Ensuring transparency of AI algorithms — where the reasoning is disclosed — is one of the regulatory priorities of the European Commission (EC). The EC’s overall aim is to create an appropriate ethical and legal framework for AI, but how this might be shaped and implemented is far from clear.

“Tech companies are not good at self-regulation, and the notion that ethical guidelines can keep them on the straight and narrow is firmly discredited when it comes to the handling of personal data,” Ruiz says. The ORG man is not advocating heavy-handed government intervention, however. “We want freedom of expression, rather than governments controlling specifically what is said,” he adds.

What’s the optimal approach, then, in bringing order to what some might see as an AI wild west in the absence of a mature regulatory framework?

“There’s a need for a lot more public sector involvement in AI systems, particular those that provide public functions,” Ruiz explains. He points out that the Internet was built on open source software that still powers most servers, providing some protection against control falling into the hands of a few heavyweight tech companies.

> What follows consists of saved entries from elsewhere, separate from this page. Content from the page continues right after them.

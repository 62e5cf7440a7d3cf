//! Shared dimension-table upserts.
//!
//! Every adapter that encounters an embedded team/player/game object goes
//! through these, so there is exactly one merge policy: incoming NULLs never
//! clobber existing values (COALESCE on the conflict update), and empty
//! strings are normalized to NULL at this boundary.

use crate::api::models::{ApiGame, ApiPlayer, ApiTeam};
use crate::scope::DateRange;
use anyhow::{anyhow, Result};
use chrono::{Datelike, NaiveDate};
use sqlx::PgPool;

fn none_if_empty(value: Option<&str>) -> Option<String> {
    value
        .map(str::trim)
        .filter(|s| !s.is_empty())
        .map(str::to_string)
}

/// "6-7" (feet-inches) to total inches.
pub(crate) fn parse_height_inches(raw: Option<&str>) -> Option<i32> {
    let raw = raw?.trim();
    let mut parts = raw.split('-');
    let feet: i32 = parts.next()?.trim().parse().ok()?;
    let inches: i32 = match parts.next() {
        Some(p) => p.trim().parse().ok()?,
        None => 0,
    };
    Some(feet * 12 + inches)
}

pub(crate) fn parse_weight_pounds(raw: Option<&str>) -> Option<i32> {
    raw?.trim().parse().ok()
}

pub async fn upsert_team(pool: &PgPool, team: &ApiTeam) -> Result<()> {
    if team.id == 0 {
        return Err(anyhow!("team payload missing id"));
    }
    sqlx::query(
        r#"
        INSERT INTO teams (id, name, short_name, abbreviation, conference, division, city)
        VALUES ($1, $2, $3, $4, $5, $6, $7)
        ON CONFLICT (id) DO UPDATE SET
            name         = COALESCE(EXCLUDED.name, teams.name),
            short_name   = COALESCE(EXCLUDED.short_name, teams.short_name),
            abbreviation = COALESCE(EXCLUDED.abbreviation, teams.abbreviation),
            conference   = COALESCE(EXCLUDED.conference, teams.conference),
            division     = COALESCE(EXCLUDED.division, teams.division),
            city         = COALESCE(EXCLUDED.city, teams.city)
        "#,
    )
    .bind(team.id)
    .bind(team.display_name())
    .bind(none_if_empty(team.name.as_deref()))
    .bind(none_if_empty(team.abbreviation.as_deref()))
    .bind(none_if_empty(team.conference.as_deref()))
    .bind(none_if_empty(team.division.as_deref()))
    .bind(none_if_empty(team.city.as_deref()))
    .execute(pool)
    .await?;
    Ok(())
}

/// Placeholder row so foreign keys hold until the teams adapter fills it in.
pub async fn ensure_team_stub(pool: &PgPool, team_id: i64) -> Result<()> {
    sqlx::query(
        r#"
        INSERT INTO teams (id, name)
        VALUES ($1, $2)
        ON CONFLICT (id) DO NOTHING
        "#,
    )
    .bind(team_id)
    .bind(format!("Team {}", team_id))
    .execute(pool)
    .await?;
    Ok(())
}

/// Upsert a player. `team_id_override` wins over whatever the payload
/// carries; box-score rows know the team from the stat, not the player.
pub async fn upsert_player(
    pool: &PgPool,
    player: &ApiPlayer,
    team_id_override: Option<i64>,
) -> Result<()> {
    if player.id == 0 {
        return Err(anyhow!("player payload missing id"));
    }
    let team_id = team_id_override
        .or(player.team_id)
        .or_else(|| player.team.as_ref().map(|t| t.id));

    sqlx::query(
        r#"
        INSERT INTO players
            (id, name, team_id, position, height_in, weight_lb,
             jersey_number, college, country,
             draft_round, draft_number, draft_year, active)
        VALUES ($1, $2, $3, $4, $5, $6, $7, $8, $9, $10, $11, $12, TRUE)
        ON CONFLICT (id) DO UPDATE SET
            name          = EXCLUDED.name,
            team_id       = COALESCE(EXCLUDED.team_id, players.team_id),
            position      = COALESCE(EXCLUDED.position, players.position),
            height_in     = COALESCE(EXCLUDED.height_in, players.height_in),
            weight_lb     = COALESCE(EXCLUDED.weight_lb, players.weight_lb),
            jersey_number = COALESCE(EXCLUDED.jersey_number, players.jersey_number),
            college       = COALESCE(EXCLUDED.college, players.college),
            country       = COALESCE(EXCLUDED.country, players.country),
            draft_round   = COALESCE(EXCLUDED.draft_round, players.draft_round),
            draft_number  = COALESCE(EXCLUDED.draft_number, players.draft_number),
            draft_year    = COALESCE(EXCLUDED.draft_year, players.draft_year),
            active        = TRUE
        "#,
    )
    .bind(player.id)
    .bind(player.full_name())
    .bind(team_id)
    .bind(none_if_empty(player.position.as_deref()))
    .bind(parse_height_inches(player.height.as_deref()))
    .bind(parse_weight_pounds(player.weight.as_deref()))
    .bind(none_if_empty(player.jersey_number.as_deref()))
    .bind(none_if_empty(player.college.as_deref()))
    .bind(none_if_empty(player.country.as_deref()))
    .bind(player.draft_round)
    .bind(player.draft_number)
    .bind(player.draft_year)
    .execute(pool)
    .await?;
    Ok(())
}

/// Placeholder player row so prop rows can reference ids the players
/// adapter has not seen yet.
pub async fn ensure_player_stub(pool: &PgPool, player_id: i64) -> Result<()> {
    sqlx::query(
        r#"
        INSERT INTO players (id, name, active)
        VALUES ($1, $2, TRUE)
        ON CONFLICT (id) DO NOTHING
        "#,
    )
    .bind(player_id)
    .bind(format!("Player {}", player_id))
    .execute(pool)
    .await?;
    Ok(())
}

pub async fn ensure_calendar_day(
    pool: &PgPool,
    day: NaiveDate,
    season: Option<i32>,
    postseason: bool,
) -> Result<()> {
    sqlx::query(
        r#"
        INSERT INTO calendar (date, year, month, day, week, day_of_week, season, playoffs)
        VALUES ($1, $2, $3, $4, $5, $6, $7, $8)
        ON CONFLICT (date) DO NOTHING
        "#,
    )
    .bind(day)
    .bind(day.year())
    .bind(day.month() as i32)
    .bind(day.day() as i32)
    .bind(day.iso_week().week() as i32)
    .bind(day.weekday().number_from_monday() as i32)
    .bind(season)
    .bind(postseason)
    .execute(pool)
    .await?;
    Ok(())
}

/// Minimal games row from a stat-embedded game object; the games adapter
/// enriches it later with scores, quarters, and status.
pub async fn ensure_game_stub(pool: &PgPool, game: &ApiGame) -> Result<NaiveDate> {
    let date = game.game_date()?;
    let home_id = game
        .home_id()
        .ok_or_else(|| anyhow!("game {} has no home team id", game.id))?;
    let visitor_id = game
        .visitor_id()
        .ok_or_else(|| anyhow!("game {} has no visitor team id", game.id))?;

    ensure_calendar_day(pool, date, game.season, game.postseason).await?;
    ensure_team_stub(pool, home_id).await?;
    ensure_team_stub(pool, visitor_id).await?;

    sqlx::query(
        r#"
        INSERT INTO games (id, date, home_team_id, away_team_id, season, postseason)
        VALUES ($1, $2, $3, $4, $5, $6)
        ON CONFLICT (id) DO NOTHING
        "#,
    )
    .bind(game.id)
    .bind(date)
    .bind(home_id)
    .bind(visitor_id)
    .bind(game.season)
    .bind(game.postseason)
    .execute(pool)
    .await?;
    Ok(date)
}

pub async fn team_ids(pool: &PgPool) -> Result<Vec<i64>> {
    let rows: Vec<(i64,)> = sqlx::query_as("SELECT id FROM teams ORDER BY id")
        .fetch_all(pool)
        .await?;
    Ok(rows.into_iter().map(|(id,)| id).collect())
}

/// Players that appear in the season-contract table; the aggregate-contract
/// endpoint is queried per player, so this bounds the fetch set.
pub async fn players_with_contracts(pool: &PgPool) -> Result<Vec<i64>> {
    let rows: Vec<(i64,)> =
        sqlx::query_as("SELECT DISTINCT player_id FROM player_contracts ORDER BY player_id")
            .fetch_all(pool)
            .await?;
    Ok(rows.into_iter().map(|(id,)| id).collect())
}

pub async fn game_ids_between(pool: &PgPool, range: &DateRange) -> Result<Vec<i64>> {
    let rows: Vec<(i64,)> = sqlx::query_as(
        "SELECT id FROM games WHERE date BETWEEN $1 AND $2 ORDER BY date, id",
    )
    .bind(range.start)
    .bind(range.end)
    .fetch_all(pool)
    .await?;
    Ok(rows.into_iter().map(|(id,)| id).collect())
}

#[cfg(test)]
mod tests {
    use super::*;

    #[test]
    fn height_parses_feet_and_inches() {
        assert_eq!(parse_height_inches(Some("6-7")), Some(79));
        assert_eq!(parse_height_inches(Some("7-0")), Some(84));
        assert_eq!(parse_height_inches(Some("6")), Some(72));
        assert_eq!(parse_height_inches(Some("")), None);
        assert_eq!(parse_height_inches(Some("tall")), None);
        assert_eq!(parse_height_inches(None), None);
    }

    #[test]
    fn weight_parses_pounds() {
        assert_eq!(parse_weight_pounds(Some("220")), Some(220));
        assert_eq!(parse_weight_pounds(Some(" 185 ")), Some(185));
        assert_eq!(parse_weight_pounds(Some("")), None);
        assert_eq!(parse_weight_pounds(None), None);
    }

    #[test]
    fn empty_strings_become_null() {
        assert_eq!(none_if_empty(Some("")), None);
        assert_eq!(none_if_empty(Some("  ")), None);
        assert_eq!(none_if_empty(Some("GSW")), Some("GSW".to_string()));
        assert_eq!(none_if_empty(None), None);
    }
}
//! HTTP client for the balldontlie API.
//!
//! All endpoint access funnels through `fetch_all`, which handles the
//! Authorization header, rate limiting, and cursor-based pagination.

pub mod models;

use crate::config::Config;
use anyhow::{anyhow, Context, Result};
use chrono::NaiveDate;
use governor::{Quota, RateLimiter};
use reqwest::StatusCode;
use serde::de::DeserializeOwned;
use std::num::NonZeroU32;
use std::time::Duration;
use tracing::{debug, info};

use models::{
    ApiAdvancedStat, ApiContract, ApiContractAggregate, ApiGame, ApiInjury, ApiOdds, ApiPlayer,
    ApiProp, ApiStanding, ApiStat, ApiTeam, Page,
};

const BASE_V1: &str = "https://api.balldontlie.io/v1";
const BASE_V2: &str = "https://api.balldontlie.io/v2";
const PER_PAGE: i64 = 100;

pub struct ApiClient {
    http: reqwest::Client,
    api_key: String,
    rate_limiter: RateLimiter<
        governor::state::NotKeyed,
        governor::state::InMemoryState,
        governor::clock::DefaultClock,
    >,
}

impl ApiClient {
    pub fn new(config: &Config) -> Result<Self> {
        // A zero quota would deadlock the limiter; floor at one per minute.
        let rpm = NonZeroU32::new(config.requests_per_minute).unwrap_or(NonZeroU32::MIN);
        let quota = Quota::per_minute(rpm);

        let http = reqwest::Client::builder()
            .timeout(Duration::from_secs(config.http_timeout_secs))
            .connect_timeout(Duration::from_secs(10))
            .build()
            .context("Failed to create HTTP client")?;

        Ok(Self {
            http,
            api_key: config.api_key.clone(),
            rate_limiter: RateLimiter::direct(quota),
        })
    }

    /// One GET against the API; returns status and raw body.
    async fn get(&self, url: &str, query: &[(&str, String)]) -> Result<(StatusCode, String)> {
        self.rate_limiter.until_ready().await;

        debug!(url, ?query, "API request");
        let response = self
            .http
            .get(url)
            .header("Authorization", &self.api_key)
            .query(query)
            .send()
            .await
            .with_context(|| format!("request to {} failed", url))?;

        let status = response.status();
        let body = response
            .text()
            .await
            .with_context(|| format!("failed to read response body from {}", url))?;
        Ok((status, body))
    }

    /// Drain a cursor-paginated endpoint. When `tolerate_not_found` is set a
    /// 404 means "no data for this entity" and yields an empty list.
    async fn fetch_all<T: DeserializeOwned>(
        &self,
        url: &str,
        base_query: &[(&str, String)],
        tolerate_not_found: bool,
    ) -> Result<Vec<T>> {
        let mut rows = Vec::new();
        let mut cursor: Option<i64> = None;
        let mut page_num = 1u32;

        loop {
            let mut query: Vec<(&str, String)> = vec![("per_page", PER_PAGE.to_string())];
            query.extend(base_query.iter().cloned());
            if let Some(c) = cursor {
                query.push(("cursor", c.to_string()));
            }

            let (status, body) = self.get(url, &query).await?;

            if status == StatusCode::NOT_FOUND && tolerate_not_found {
                debug!(url, "endpoint returned 404, treating as empty");
                return Ok(rows);
            }
            if !status.is_success() {
                return Err(anyhow!(
                    "API error from {} (status {}): {}",
                    url,
                    status,
                    body.chars().take(300).collect::<String>()
                ));
            }

            let page: Page<T> = serde_json::from_str(&body)
                .with_context(|| format!("failed to parse response from {}", url))?;

            let batch = page.data.len();
            rows.extend(page.data);
            debug!(url, page_num, batch, "fetched page");

            cursor = page.meta.and_then(|m| m.next_cursor);
            if cursor.is_none() || batch == 0 {
                break;
            }
            page_num += 1;
        }

        Ok(rows)
    }

    pub async fn teams(&self) -> Result<Vec<ApiTeam>> {
        let teams = self
            .fetch_all(&format!("{}/teams", BASE_V1), &[], false)
            .await?;
        info!("Fetched {} teams", teams.len());
        Ok(teams)
    }

    pub async fn players(&self) -> Result<Vec<ApiPlayer>> {
        let players = self
            .fetch_all(&format!("{}/players", BASE_V1), &[], false)
            .await?;
        info!("Fetched {} players", players.len());
        Ok(players)
    }

    pub async fn games_for_date(&self, date: NaiveDate) -> Result<Vec<ApiGame>> {
        let games = self
            .fetch_all(
                &format!("{}/games", BASE_V1),
                &[("dates[]", date.to_string())],
                false,
            )
            .await?;
        info!("Fetched {} games for {}", games.len(), date);
        Ok(games)
    }

    pub async fn stats_for_date(&self, date: NaiveDate) -> Result<Vec<ApiStat>> {
        let stats = self
            .fetch_all(
                &format!("{}/stats", BASE_V1),
                &[("dates[]", date.to_string())],
                false,
            )
            .await?;
        info!("Fetched {} box-score rows for {}", stats.len(), date);
        Ok(stats)
    }

    pub async fn advanced_stats_for_date(&self, date: NaiveDate) -> Result<Vec<ApiAdvancedStat>> {
        let stats = self
            .fetch_all(
                &format!("{}/stats/advanced", BASE_V1),
                &[("dates[]", date.to_string())],
                false,
            )
            .await?;
        info!("Fetched {} advanced-stat rows for {}", stats.len(), date);
        Ok(stats)
    }

    pub async fn standings(&self, season: i32) -> Result<Vec<ApiStanding>> {
        let standings = self
            .fetch_all(
                &format!("{}/standings", BASE_V1),
                &[("season", season.to_string())],
                false,
            )
            .await?;
        info!("Fetched {} standings rows for season {}", standings.len(), season);
        Ok(standings)
    }

    pub async fn odds_for_date(&self, date: NaiveDate) -> Result<Vec<ApiOdds>> {
        let odds = self
            .fetch_all(
                &format!("{}/odds", BASE_V2),
                &[("dates[]", date.to_string())],
                false,
            )
            .await?;
        info!("Fetched {} odds rows for {}", odds.len(), date);
        Ok(odds)
    }

    /// Player props for one game. Games without a props market 404.
    pub async fn props_for_game(&self, game_id: i64) -> Result<Vec<ApiProp>> {
        self.fetch_all(
            &format!("{}/odds/player_props", BASE_V2),
            &[("game_id", game_id.to_string())],
            true,
        )
        .await
    }

    pub async fn injuries(&self) -> Result<Vec<ApiInjury>> {
        let injuries = self
            .fetch_all(&format!("{}/player_injuries", BASE_V1), &[], false)
            .await?;
        info!("Fetched {} injury rows", injuries.len());
        Ok(injuries)
    }

    /// Contract rows for one team and season. 404 means none published.
    pub async fn team_contracts(&self, team_id: i64, season: i32) -> Result<Vec<ApiContract>> {
        self.fetch_all(
            &format!("{}/contracts/teams", BASE_V1),
            &[
                ("team_id", team_id.to_string()),
                ("season", season.to_string()),
            ],
            true,
        )
        .await
    }

    /// Whole-deal contract summaries for one player. 404 means none.
    pub async fn contract_aggregates_for_player(
        &self,
        player_id: i64,
    ) -> Result<Vec<ApiContractAggregate>> {
        self.fetch_all(
            &format!("{}/contracts/players/aggregate", BASE_V1),
            &[("player_id", player_id.to_string())],
            true,
        )
        .await
    }
}

#[cfg(test)]
mod tests {
    use super::*;
    use crate::config::Config;

    fn test_config(rpm: u32) -> Config {
        Config {
            api_key: "test-key".to_string(),
            database_url: "postgresql://localhost/test".to_string(),
            requests_per_minute: rpm,
            http_timeout_secs: 5,
        }
    }

    #[test]
    fn client_builds_even_with_zero_quota() {
        let client = ApiClient::new(&test_config(0)).unwrap();
        // The floored quota still grants the first permit immediately.
        tokio_test::block_on(client.rate_limiter.until_ready());
    }

    #[test]
    fn client_builds_with_normal_quota() {
        assert!(ApiClient::new(&test_config(60)).is_ok());
    }
}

In contrast, in the world of AI-based digital assistants and language translation systems, Ruiz thinks ecosystems are worryingly undemocratic: “If you want to build a digital assistant voice app, you pretty much have to go to Google or Amazon. They’ll happily provide their APIs, but all the data generated goes to them.” Ruiz reckons there’s a strong case for AI infrastructure of this sort to be made publicly available. 

GDPR not enough

Ruiz welcomes the European Union’s General Data Protection Regulation (GDPR), which came into force in May 2018. GDPR puts the onus on companies to secure personal data and seek consumers’ consent before using it, all of which is backed up hefty fines for those that don’t comply. Big data, of course, is the fuel which powers AI and machine learning.

But Ruiz isn’t convinced GDPR is enough to stop abuses of power. “It’s very centered on protecting the individual, but data can be anonymized to a certain degree,” he says. “Identify trends and gaining a better understanding of how the world works through big data is certainly useful, but we also need to ask who benefits from that knowledge? Whose data will be used and how will it be used? The problem right now is that whoever owns the technology and the data will be the ones to benefit.”

GDPR, by definition, is general. Ruiz says GDPR is designed to be complemented by specific codes of practice and conduct. “There’s space there for a much tighter regulatory approach,” he says. “Many companies tend to take a proprietary view of the data they collect when in fact the data may originally belong to other people.”